Dobrindt lehnt Stopp von Abschiebungen in den Iran ab
Bundesinnenminister Alexander Dobrindt (CSU) lehnt trotz des brutalen Vorgehens der iranischen Sicherheitskräfte gegen Protestierende einen Abschiebestopp in den Iran ab. "Wir haben ein großes Interesse daran in Deutschland, dass wir Straftäter abschieben", sagte Dobrindt am Mittwoch im Bundestag. "Und deswegen bin ich nicht bereit, einen Abschiebstopp zu verhängen, wo Straftäter sich dann auch noch davonmachen können."
Da Abschiebungen in den Iran nur "im Einvernehmen mit der dortigen Situation gelingen können", hätten diese in der Vergangenen aber kaum stattgefunden, betonte Dobrindt gleichzeitig. Auch jetzt spielten sie "keine bedeutende Rolle".
Der Innenminister zeigte sich "schockiert" angesichts des Vorgehens der iranischen Behörden gegen die seit Wochen andauernde Protestbewegung. Es sei "dringend geboten", dass die EU die iranischen Revolutionsgarden als Terrororganisation einstufe. "Das wäre der erste wichtige Schritt an dieser Stelle", sagte Dobrindt.
Im Iran gab es in den vergangenen zwei Wochen massive Proteste gegen die 1979 an die Macht gelangte islamische Regierung.

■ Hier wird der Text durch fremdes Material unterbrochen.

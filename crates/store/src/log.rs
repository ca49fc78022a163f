//! The visitor log handle shared by request handlers.

use std::fmt;
use std::path::{Path, PathBuf};
use std::time::Instant;

use chrono::{DateTime, Utc};
use honeypot_core::{Result, RetentionPolicy, TrimOutcome, VisitorCategory, VisitorEvent};
use parking_lot::Mutex;
use telemetry::{health, metrics, HealthRegistry, Metrics};
use tracing::{debug, error, warn};

use crate::config::StoreConfig;
use crate::file;

/// Durable, capacity-bounded record of visitor events.
///
/// One instance owns one store file. Clone the surrounding `Arc` to share
/// it; the lock is internal and covers the whole load, modify, save cycle.
/// Counters and store health go to the global telemetry registries unless
/// [`VisitorLog::with_telemetry`] points them elsewhere.
pub struct VisitorLog {
    path: PathBuf,
    policy: RetentionPolicy,
    state: Mutex<LogState>,
    metrics: &'static Metrics,
    health: &'static HealthRegistry,
}

impl fmt::Debug for VisitorLog {
    fn fmt(&self, f: &mut fmt::Formatter<'_>) -> fmt::Result {
        f.debug_struct("VisitorLog")
            .field("path", &self.path)
            .field("policy", &self.policy)
            .finish_non_exhaustive()
    }
}

#[derive(Debug, Default)]
struct LogState {
    /// Capture time of the last event this process wrote.
    last_observed: Option<DateTime<Utc>>,
}

impl VisitorLog {
    /// Open the log described by `config` with the fixed retention limits.
    pub fn open(config: &StoreConfig) -> Self {
        Self::new(config.path.clone())
    }

    pub fn new(path: impl Into<PathBuf>) -> Self {
        Self::with_policy(path, RetentionPolicy::default())
    }

    pub fn with_policy(path: impl Into<PathBuf>, policy: RetentionPolicy) -> Self {
        Self {
            path: path.into(),
            policy,
            state: Mutex::new(LogState::default()),
            metrics: metrics(),
            health: health(),
        }
    }

    /// Report into the given registries instead of the global ones.
    pub fn with_telemetry(
        mut self,
        metrics: &'static Metrics,
        health: &'static HealthRegistry,
    ) -> Self {
        self.metrics = metrics;
        self.health = health;
        self
    }

    pub fn path(&self) -> &Path {
        &self.path
    }

    pub fn policy(&self) -> RetentionPolicy {
        self.policy
    }

    pub fn metrics(&self) -> &'static Metrics {
        self.metrics
    }

    pub fn health(&self) -> &'static HealthRegistry {
        self.health
    }

    /// Record a visit. Returns whether the event reached the store.
    ///
    /// Failures are logged and counted, never propagated: the request that
    /// triggered the visit must still succeed.
    pub fn add(
        &self,
        source_address: impl Into<String>,
        user_agent: impl Into<String>,
        request_path: impl Into<String>,
        category: VisitorCategory,
    ) -> bool {
        match self.try_add(source_address, user_agent, request_path, category) {
            Ok(event) => {
                debug!(
                    source_address = %event.source_address(),
                    request_path = %event.request_path(),
                    category = %category,
                    "Visitor recorded"
                );
                true
            }
            Err(e) => {
                error!(
                    error = %e,
                    path = %self.path.display(),
                    category = %category,
                    "Failed to record visitor"
                );
                false
            }
        }
    }

    /// Record a visit, reporting store failures to the caller.
    pub fn try_add(
        &self,
        source_address: impl Into<String>,
        user_agent: impl Into<String>,
        request_path: impl Into<String>,
        category: VisitorCategory,
    ) -> Result<VisitorEvent> {
        let mut state = self.state.lock();

        let mut events = file::read_events(&self.path).inspect_err(|e| {
            self.metrics.log_read_errors.inc();
            self.health.visitor_store.set_unhealthy(e.to_string());
        })?;

        let observed_at = next_timestamp(
            Utc::now(),
            events.last().map(VisitorEvent::observed_at).max(state.last_observed),
        );
        let event =
            VisitorEvent::new(source_address, user_agent, request_path, category, observed_at);
        events.push(event.clone());

        let start = Instant::now();
        let trimmed = self.policy.apply(&mut events)?;

        file::write_atomic(&self.path, &trimmed.encoded).inspect_err(|e| {
            self.metrics.log_write_errors.inc();
            self.health.visitor_store.set_unhealthy(e.to_string());
        })?;

        // Only report drops that actually reached the disk.
        self.report_trim(&trimmed.outcome, events.len());
        self.metrics
            .save_latency_ms
            .observe(start.elapsed().as_millis() as u64);
        self.metrics.events_logged.inc();
        self.metrics.retained_visitors.set(events.len() as u64);
        self.health.visitor_store.set_healthy();

        state.last_observed = Some(observed_at);
        Ok(event)
    }

    /// All retained events, oldest first.
    ///
    /// A store that cannot be read yields an empty list; the failure is
    /// logged and counted.
    pub fn get_all(&self) -> Vec<VisitorEvent> {
        self.try_get_all().unwrap_or_else(|e| {
            error!(error = %e, path = %self.path.display(), "Failed to load visitors");
            Vec::new()
        })
    }

    /// All retained events, oldest first, reporting store failures.
    pub fn try_get_all(&self) -> Result<Vec<VisitorEvent>> {
        let _state = self.state.lock();

        let mut events = file::read_events(&self.path).inspect_err(|e| {
            self.metrics.log_read_errors.inc();
            self.health.visitor_store.set_unhealthy(e.to_string());
        })?;

        let dropped = self.policy.cap_count(&mut events);
        if dropped > 0 {
            debug!(dropped, kept = events.len(), "Store over count limit on load");
        }

        self.metrics.retained_visitors.set(events.len() as u64);
        Ok(events)
    }

    fn report_trim(&self, outcome: &TrimOutcome, kept: usize) {
        if outcome.dropped() == 0 {
            return;
        }
        self.metrics.events_trimmed.inc_by(outcome.dropped() as u64);

        if outcome.dropped_by_count > 0 {
            debug!(
                dropped = outcome.dropped_by_count,
                max_events = self.policy.max_events,
                "Evicted oldest visitors"
            );
        }
        if outcome.dropped_by_size > 0 {
            warn!(
                dropped = outcome.dropped_by_size,
                passes = outcome.size_passes,
                kept,
                max_bytes = self.policy.max_bytes,
                "Trimmed visitor log to fit size limit"
            );
        }
        if outcome.over_budget {
            warn!(
                kept,
                max_bytes = self.policy.max_bytes,
                "Visitor log still over size limit at minimum retention"
            );
        }
    }
}

/// Current time, never earlier than `floor`.
fn next_timestamp(now: DateTime<Utc>, floor: Option<DateTime<Utc>>) -> DateTime<Utc> {
    match floor {
        Some(floor) if floor > now => floor,
        _ => now,
    }
}
//! Standardized API responses.

use axum::{
    http::StatusCode,
    response::{IntoResponse, Response},
    Json,
};
use serde::{Deserialize, Serialize};
use telemetry::HealthStatus;

/// Health check response.
#[derive(Debug, Serialize, Deserialize)]
pub struct HealthResponse {
    pub status: HealthStatus,
    pub visitor_store_healthy: bool,
    #[serde(skip_serializing_if = "Option::is_none")]
    pub visitor_store_error: Option<String>,
    pub retained_visitors: u64,
    pub events_logged: u64,
    pub log_read_errors: u64,
    pub log_write_errors: u64,
}

/// Error response.
#[derive(Debug, Serialize, Deserialize)]
pub struct ErrorResponse {
    pub error: String,
    pub code: String,
}

impl ErrorResponse {
    pub fn new(error: impl Into<String>, code: impl Into<String>) -> Self {
        Self {
            error: error.into(),
            code: code.into(),
        }
    }
}

/// API error type.
pub struct ApiError {
    pub status: StatusCode,
    pub response: ErrorResponse,
}

impl ApiError {
    pub fn with_code(status: StatusCode, code: impl Into<String>, msg: impl Into<String>) -> Self {
        Self {
            status,
            response: ErrorResponse::new(msg, code),
        }
    }

    pub fn internal(msg: impl Into<String>) -> Self {
        Self::with_code(StatusCode::INTERNAL_SERVER_ERROR, "INTERNAL", msg)
    }
}

impl IntoResponse for ApiError {
    fn into_response(self) -> Response {
        (self.status, Json(self.response)).into_response()
    }
}

impl From<tokio::task::JoinError> for ApiError {
    fn from(err: tokio::task::JoinError) -> Self {
        ApiError::internal(format!("background task failed: {err}"))
    }
}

Die Behörden gingen brutal gegen die Demonstrierenden vor. Menschenrechtsorganisationen befürchten tausende Todesopfer; tausende Menschen wurden festgenommen. Irans Justizchef kündigte im Staatsfernsehen "öffentliche" Schnellprozesse an, US-Präsident Donald Trump drohte der Führung in Teheran im Fall einer Hinrichtung festgenommener Demonstranten mit einem Eingreifen der USA.